Cette dynamique dépasse largement les célébrités. L'article mentionne que des « personnes décédées non célèbres » peuvent voir leur identité détournée. On assiste à la création d'un nouveau marché : celui de l'exploitation posthume des données biométriques et comportementales. L'identité numérique des morts devient un terrain de jeu commercial, où seuls les ayants droit fortunés peuvent se payer une protection juridique.
Points de vigilance : Débat faussement centré sur le « respect » ou l'éthique alors que l'enjeu structurel est le contrôle des infrastructures d'IA. Risque de solutions purement réactives (filtres, modération) qui ignorent l'architecture extractive fondamentale.
8/10 : Score sur l'échelle des "5 piliers de la liberté", inspiré de l'ouvrage de Timothy Snyder

Et maintenant ?
Face à ces enjeux, plusieurs pistes d'action systémique se dessinent.
🤘 Créer un droit opposable à la représentation posthume par IA, inscrit dans le droit à la propriété intellectuelle.
Plutôt que de multiplier les demandes de retrait après coup, on pourrait imaginer un système où toute utilisation d'identité posthume nécessite un consentement préalable explicite – soit du vivant de la personne, soit de ses ayants droit. Cette approche casserait la logique extractive actuelle où l'identité des morts devient une ressource libre de droits. L'enjeu serait de rendre cette protection techniquement impossible à contourner : bases de données d'identités protégées, reconnaissance automatique, blocage en amont plutôt qu'en aval.
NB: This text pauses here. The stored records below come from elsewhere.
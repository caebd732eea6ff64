//! Shared fixtures for the Huddle benchmarks.

use async_trait::async_trait;
use huddle_core::{BroadcastSink, DeliveryError, PresenceEvent};

/// Sink that accepts every event and drops it.
///
/// Isolates router cost from fan-out cost.
#[derive(Debug, Default, Clone, Copy)]
pub struct NullSink;

#[async_trait]
impl BroadcastSink for NullSink {
    async fn broadcast(&self, _topic: &str, _event: &PresenceEvent) -> Result<(), DeliveryError> {
        Ok(())
    }
}

/// Room keys `room-0` .. `room-{n-1}`.
#[must_use]
pub fn room_keys(n: usize) -> Vec<String> {
    (0..n).map(|i| format!("room-{i}")).collect()
}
On saura que ça marche quand les plateformes d'IA intégreront nativement des systèmes de vérification d'autorisation avant génération, et quand émergera un écosystème juridique international unifié sur l'identité posthume.
💪 Développer des coalitions entre familles de célébrités, organisations de défense des droits numériques et autorités de protection des données.
L'affaire révèle une convergence d'intérêts entre différents acteurs habituellement éloignés : les héritiers Williams et Malcolm X défendent la même cause que les militants de la vie privée. Cette coalition pourrait peser juridiquement et médiatiquement pour imposer des standards industriels contraignants. L'objectif serait de transformer le « scandale ponctuel » en pression systémique sur l'ensemble de l'industrie IA, pas seulement OpenAI.
On saura que ça marche quand apparaîtront des recours collectifs coordonnés et des campagnes de boycott ciblées, forçant les entreprises d'IA à modifier leur architecture technique plutôt que leurs politiques d'usage.
✊ Imposer la traçabilité obligatoire des contenus générés par IA avec identification de la source et du modèle utilisé.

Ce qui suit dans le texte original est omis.